THE TASK:
Copy out all lines from the entries below in which "readable" occurs.

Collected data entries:
* * *

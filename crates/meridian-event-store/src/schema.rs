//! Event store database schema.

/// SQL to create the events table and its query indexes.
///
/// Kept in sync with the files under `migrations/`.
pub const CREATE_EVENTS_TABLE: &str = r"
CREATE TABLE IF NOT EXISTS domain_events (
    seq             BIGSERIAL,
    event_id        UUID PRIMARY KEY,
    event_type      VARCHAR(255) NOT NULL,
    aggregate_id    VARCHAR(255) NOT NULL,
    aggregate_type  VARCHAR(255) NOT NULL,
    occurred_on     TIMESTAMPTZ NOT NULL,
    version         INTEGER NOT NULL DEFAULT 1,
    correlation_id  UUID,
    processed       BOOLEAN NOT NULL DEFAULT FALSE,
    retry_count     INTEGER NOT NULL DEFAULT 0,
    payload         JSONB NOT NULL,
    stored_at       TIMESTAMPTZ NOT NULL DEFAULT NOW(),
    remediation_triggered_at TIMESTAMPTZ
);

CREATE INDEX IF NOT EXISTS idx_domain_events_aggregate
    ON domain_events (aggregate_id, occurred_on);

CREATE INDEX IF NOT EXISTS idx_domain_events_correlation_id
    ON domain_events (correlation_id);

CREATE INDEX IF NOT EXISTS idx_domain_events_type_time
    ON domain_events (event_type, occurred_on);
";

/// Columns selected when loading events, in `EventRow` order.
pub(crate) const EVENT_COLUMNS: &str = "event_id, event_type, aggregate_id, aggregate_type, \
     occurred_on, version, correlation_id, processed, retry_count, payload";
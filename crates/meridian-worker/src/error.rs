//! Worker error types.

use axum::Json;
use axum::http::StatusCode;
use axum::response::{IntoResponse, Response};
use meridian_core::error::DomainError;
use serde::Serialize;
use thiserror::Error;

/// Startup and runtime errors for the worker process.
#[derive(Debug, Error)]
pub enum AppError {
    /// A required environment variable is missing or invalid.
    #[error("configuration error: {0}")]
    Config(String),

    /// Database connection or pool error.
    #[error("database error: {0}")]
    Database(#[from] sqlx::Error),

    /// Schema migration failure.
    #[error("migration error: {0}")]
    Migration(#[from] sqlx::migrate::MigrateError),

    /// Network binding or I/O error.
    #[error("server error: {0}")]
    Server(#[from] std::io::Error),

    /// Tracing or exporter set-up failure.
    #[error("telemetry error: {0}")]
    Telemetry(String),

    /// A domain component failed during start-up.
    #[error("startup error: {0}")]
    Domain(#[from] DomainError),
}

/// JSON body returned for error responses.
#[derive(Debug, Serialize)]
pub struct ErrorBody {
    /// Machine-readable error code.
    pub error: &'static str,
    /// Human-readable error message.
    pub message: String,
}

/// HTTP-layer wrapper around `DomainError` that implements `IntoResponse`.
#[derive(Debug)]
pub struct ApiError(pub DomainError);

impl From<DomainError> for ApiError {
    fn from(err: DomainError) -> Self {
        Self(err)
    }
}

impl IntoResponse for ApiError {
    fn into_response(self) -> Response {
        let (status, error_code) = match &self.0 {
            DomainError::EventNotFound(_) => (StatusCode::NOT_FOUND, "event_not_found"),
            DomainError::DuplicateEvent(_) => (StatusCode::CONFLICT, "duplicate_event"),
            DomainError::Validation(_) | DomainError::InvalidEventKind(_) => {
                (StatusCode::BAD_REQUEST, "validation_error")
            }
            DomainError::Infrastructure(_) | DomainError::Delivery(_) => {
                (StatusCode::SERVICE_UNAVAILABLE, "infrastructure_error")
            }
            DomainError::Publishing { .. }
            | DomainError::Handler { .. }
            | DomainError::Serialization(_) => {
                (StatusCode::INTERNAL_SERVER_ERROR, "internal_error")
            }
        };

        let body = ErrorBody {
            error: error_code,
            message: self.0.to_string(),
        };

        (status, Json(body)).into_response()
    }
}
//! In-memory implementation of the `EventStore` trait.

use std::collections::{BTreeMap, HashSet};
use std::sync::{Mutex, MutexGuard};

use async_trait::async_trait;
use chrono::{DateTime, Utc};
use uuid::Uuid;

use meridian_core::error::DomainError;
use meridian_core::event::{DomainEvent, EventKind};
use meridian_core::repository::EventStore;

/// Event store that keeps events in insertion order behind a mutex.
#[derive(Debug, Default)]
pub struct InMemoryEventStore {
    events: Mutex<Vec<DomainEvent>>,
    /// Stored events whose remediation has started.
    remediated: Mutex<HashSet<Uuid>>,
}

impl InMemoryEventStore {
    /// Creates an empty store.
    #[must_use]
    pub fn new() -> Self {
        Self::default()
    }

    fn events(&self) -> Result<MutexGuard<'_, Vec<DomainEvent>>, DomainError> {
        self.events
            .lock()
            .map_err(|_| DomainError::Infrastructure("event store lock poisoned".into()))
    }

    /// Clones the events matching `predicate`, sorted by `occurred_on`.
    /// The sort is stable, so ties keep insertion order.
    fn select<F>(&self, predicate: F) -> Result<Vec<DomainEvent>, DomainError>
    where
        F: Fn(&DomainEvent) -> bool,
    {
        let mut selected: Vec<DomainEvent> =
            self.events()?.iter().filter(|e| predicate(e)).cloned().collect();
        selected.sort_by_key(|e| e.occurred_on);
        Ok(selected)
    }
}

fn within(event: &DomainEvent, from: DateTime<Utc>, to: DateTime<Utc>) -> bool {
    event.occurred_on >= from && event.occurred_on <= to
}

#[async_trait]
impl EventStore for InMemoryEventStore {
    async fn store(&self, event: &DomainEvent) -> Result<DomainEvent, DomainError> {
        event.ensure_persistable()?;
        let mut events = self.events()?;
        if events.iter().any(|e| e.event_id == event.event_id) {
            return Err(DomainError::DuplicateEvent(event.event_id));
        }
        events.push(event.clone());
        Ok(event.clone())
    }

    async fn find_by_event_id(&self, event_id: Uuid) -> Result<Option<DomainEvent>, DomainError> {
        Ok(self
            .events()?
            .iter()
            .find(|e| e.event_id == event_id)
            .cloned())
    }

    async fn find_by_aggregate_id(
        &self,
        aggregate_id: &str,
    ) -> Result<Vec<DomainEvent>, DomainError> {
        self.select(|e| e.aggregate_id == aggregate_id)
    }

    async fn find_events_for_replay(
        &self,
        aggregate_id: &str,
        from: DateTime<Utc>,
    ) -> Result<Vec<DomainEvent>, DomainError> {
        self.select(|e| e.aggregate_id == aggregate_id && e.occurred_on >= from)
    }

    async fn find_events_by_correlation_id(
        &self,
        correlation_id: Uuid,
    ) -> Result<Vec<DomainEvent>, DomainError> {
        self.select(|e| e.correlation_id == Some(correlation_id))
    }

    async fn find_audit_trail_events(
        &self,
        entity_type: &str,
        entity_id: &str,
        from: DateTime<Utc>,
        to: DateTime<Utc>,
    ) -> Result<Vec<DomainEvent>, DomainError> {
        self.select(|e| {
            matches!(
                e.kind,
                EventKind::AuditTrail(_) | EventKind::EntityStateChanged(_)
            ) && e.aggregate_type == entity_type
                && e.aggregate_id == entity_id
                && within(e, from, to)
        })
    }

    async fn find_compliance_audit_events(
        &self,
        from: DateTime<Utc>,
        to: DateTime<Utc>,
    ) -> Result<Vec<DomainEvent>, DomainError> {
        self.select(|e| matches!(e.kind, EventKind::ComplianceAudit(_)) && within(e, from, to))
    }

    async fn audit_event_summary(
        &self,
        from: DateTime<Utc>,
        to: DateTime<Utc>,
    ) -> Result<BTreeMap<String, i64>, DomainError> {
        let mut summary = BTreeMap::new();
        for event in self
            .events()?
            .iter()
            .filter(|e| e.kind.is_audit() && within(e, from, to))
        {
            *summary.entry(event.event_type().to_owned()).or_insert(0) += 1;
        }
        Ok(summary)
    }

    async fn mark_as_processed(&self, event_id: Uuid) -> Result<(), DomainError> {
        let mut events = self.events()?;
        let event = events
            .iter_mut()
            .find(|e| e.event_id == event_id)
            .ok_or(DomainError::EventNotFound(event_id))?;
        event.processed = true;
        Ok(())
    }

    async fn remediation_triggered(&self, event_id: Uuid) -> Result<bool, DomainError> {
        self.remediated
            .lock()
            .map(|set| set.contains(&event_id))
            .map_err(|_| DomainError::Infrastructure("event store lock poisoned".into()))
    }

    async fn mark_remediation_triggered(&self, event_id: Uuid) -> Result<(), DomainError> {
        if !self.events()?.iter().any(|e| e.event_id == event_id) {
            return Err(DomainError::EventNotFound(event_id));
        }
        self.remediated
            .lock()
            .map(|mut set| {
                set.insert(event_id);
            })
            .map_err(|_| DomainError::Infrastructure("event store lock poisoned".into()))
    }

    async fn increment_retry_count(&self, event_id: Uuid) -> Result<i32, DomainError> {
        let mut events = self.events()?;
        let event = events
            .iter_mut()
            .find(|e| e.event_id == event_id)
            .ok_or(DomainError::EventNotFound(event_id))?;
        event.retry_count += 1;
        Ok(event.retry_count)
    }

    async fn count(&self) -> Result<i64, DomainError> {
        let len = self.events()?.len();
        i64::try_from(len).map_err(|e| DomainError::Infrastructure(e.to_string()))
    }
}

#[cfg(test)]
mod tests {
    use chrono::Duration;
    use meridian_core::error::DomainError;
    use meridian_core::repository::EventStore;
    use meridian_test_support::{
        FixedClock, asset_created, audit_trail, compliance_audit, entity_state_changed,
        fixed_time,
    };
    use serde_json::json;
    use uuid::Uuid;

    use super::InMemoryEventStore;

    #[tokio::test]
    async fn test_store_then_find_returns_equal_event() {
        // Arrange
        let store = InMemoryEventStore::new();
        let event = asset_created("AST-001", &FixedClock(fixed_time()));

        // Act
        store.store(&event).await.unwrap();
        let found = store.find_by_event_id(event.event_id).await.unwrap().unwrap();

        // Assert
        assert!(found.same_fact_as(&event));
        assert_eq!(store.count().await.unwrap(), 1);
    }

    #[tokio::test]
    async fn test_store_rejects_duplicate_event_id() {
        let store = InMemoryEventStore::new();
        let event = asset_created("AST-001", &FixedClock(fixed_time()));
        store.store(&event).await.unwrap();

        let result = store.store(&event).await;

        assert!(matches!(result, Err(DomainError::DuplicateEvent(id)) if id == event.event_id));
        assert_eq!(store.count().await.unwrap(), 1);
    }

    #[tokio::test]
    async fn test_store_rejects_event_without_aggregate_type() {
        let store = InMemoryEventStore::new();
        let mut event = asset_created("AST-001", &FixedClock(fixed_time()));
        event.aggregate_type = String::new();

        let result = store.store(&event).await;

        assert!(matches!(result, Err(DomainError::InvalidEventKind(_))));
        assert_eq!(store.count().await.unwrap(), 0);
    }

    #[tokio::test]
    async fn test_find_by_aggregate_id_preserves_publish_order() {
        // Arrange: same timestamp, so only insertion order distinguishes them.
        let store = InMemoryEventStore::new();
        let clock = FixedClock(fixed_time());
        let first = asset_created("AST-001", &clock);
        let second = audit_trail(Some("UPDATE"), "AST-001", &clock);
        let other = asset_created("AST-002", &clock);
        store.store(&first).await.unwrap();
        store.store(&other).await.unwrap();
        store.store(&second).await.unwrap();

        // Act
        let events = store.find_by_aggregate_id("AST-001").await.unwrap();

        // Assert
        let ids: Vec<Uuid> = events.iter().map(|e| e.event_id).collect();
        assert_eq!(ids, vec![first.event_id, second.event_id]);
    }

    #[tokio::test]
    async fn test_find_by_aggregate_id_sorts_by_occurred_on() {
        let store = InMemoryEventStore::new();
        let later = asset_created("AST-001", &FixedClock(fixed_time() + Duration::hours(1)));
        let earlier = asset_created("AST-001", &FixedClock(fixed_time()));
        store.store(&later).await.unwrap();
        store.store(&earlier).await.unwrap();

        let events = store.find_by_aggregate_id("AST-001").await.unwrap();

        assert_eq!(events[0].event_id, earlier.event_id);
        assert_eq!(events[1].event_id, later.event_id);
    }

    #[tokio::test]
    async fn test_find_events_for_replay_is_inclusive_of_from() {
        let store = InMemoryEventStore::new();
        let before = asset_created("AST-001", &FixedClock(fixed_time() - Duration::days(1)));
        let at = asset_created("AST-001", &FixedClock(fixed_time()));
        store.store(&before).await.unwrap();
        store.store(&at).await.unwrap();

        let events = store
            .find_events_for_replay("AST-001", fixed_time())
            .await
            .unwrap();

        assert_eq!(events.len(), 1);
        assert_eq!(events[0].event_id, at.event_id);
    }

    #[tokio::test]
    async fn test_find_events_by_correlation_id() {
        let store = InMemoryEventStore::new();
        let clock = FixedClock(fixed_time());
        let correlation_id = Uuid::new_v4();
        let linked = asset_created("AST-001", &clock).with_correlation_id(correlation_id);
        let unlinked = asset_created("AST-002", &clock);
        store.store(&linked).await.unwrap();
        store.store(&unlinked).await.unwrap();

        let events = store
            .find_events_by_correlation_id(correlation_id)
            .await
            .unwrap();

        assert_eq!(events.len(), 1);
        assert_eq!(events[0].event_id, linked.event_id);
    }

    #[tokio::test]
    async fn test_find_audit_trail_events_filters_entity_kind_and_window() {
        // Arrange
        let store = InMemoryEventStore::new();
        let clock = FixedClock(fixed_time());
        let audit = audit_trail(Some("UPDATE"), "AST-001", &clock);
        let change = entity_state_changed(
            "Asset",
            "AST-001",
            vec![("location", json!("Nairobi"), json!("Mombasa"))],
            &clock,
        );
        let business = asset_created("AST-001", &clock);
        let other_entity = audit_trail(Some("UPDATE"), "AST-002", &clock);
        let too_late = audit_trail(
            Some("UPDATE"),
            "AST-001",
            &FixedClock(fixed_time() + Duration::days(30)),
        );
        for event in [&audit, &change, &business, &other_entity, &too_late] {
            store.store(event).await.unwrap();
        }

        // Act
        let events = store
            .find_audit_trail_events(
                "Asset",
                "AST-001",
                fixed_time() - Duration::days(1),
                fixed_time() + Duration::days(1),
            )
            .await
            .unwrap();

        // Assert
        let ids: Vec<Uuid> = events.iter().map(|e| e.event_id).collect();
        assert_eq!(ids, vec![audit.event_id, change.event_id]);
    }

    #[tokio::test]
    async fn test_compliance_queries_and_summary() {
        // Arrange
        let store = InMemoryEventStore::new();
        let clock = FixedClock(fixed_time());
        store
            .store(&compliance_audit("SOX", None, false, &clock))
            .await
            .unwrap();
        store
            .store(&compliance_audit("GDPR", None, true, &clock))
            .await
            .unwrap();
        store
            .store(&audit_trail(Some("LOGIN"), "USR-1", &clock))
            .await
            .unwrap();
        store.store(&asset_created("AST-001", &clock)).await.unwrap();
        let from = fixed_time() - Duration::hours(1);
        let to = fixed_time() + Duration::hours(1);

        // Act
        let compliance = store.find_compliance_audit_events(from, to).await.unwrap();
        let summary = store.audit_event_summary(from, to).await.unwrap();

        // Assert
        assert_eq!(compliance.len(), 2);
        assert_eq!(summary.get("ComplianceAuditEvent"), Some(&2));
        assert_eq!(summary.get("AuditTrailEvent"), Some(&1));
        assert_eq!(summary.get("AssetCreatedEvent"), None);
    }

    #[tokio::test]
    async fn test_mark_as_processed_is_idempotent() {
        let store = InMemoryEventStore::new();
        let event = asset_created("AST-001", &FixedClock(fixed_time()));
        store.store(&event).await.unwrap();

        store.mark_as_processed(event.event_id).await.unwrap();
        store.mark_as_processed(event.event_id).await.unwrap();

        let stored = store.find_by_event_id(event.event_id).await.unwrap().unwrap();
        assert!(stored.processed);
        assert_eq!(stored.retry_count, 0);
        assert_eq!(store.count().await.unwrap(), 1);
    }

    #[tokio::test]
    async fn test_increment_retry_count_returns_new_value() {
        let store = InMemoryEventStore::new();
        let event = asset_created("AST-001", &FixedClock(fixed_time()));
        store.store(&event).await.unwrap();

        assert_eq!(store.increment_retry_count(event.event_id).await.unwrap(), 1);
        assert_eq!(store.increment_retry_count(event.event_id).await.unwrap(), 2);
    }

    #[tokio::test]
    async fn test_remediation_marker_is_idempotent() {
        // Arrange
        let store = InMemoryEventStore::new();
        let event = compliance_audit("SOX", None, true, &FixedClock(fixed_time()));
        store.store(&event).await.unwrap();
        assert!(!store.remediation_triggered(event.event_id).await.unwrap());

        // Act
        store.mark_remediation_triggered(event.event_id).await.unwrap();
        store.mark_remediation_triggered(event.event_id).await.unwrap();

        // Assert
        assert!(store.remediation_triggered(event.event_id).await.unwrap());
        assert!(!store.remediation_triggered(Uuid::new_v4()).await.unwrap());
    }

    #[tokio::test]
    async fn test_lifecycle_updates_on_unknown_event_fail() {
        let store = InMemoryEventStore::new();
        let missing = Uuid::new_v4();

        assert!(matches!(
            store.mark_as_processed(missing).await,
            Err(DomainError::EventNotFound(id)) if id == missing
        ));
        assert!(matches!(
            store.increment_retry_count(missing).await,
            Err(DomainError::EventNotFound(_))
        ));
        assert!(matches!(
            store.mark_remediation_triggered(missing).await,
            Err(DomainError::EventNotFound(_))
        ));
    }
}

* * *

RESPONSE AREA:
    /// Machine-readable error code.
    /// Human-readable error message.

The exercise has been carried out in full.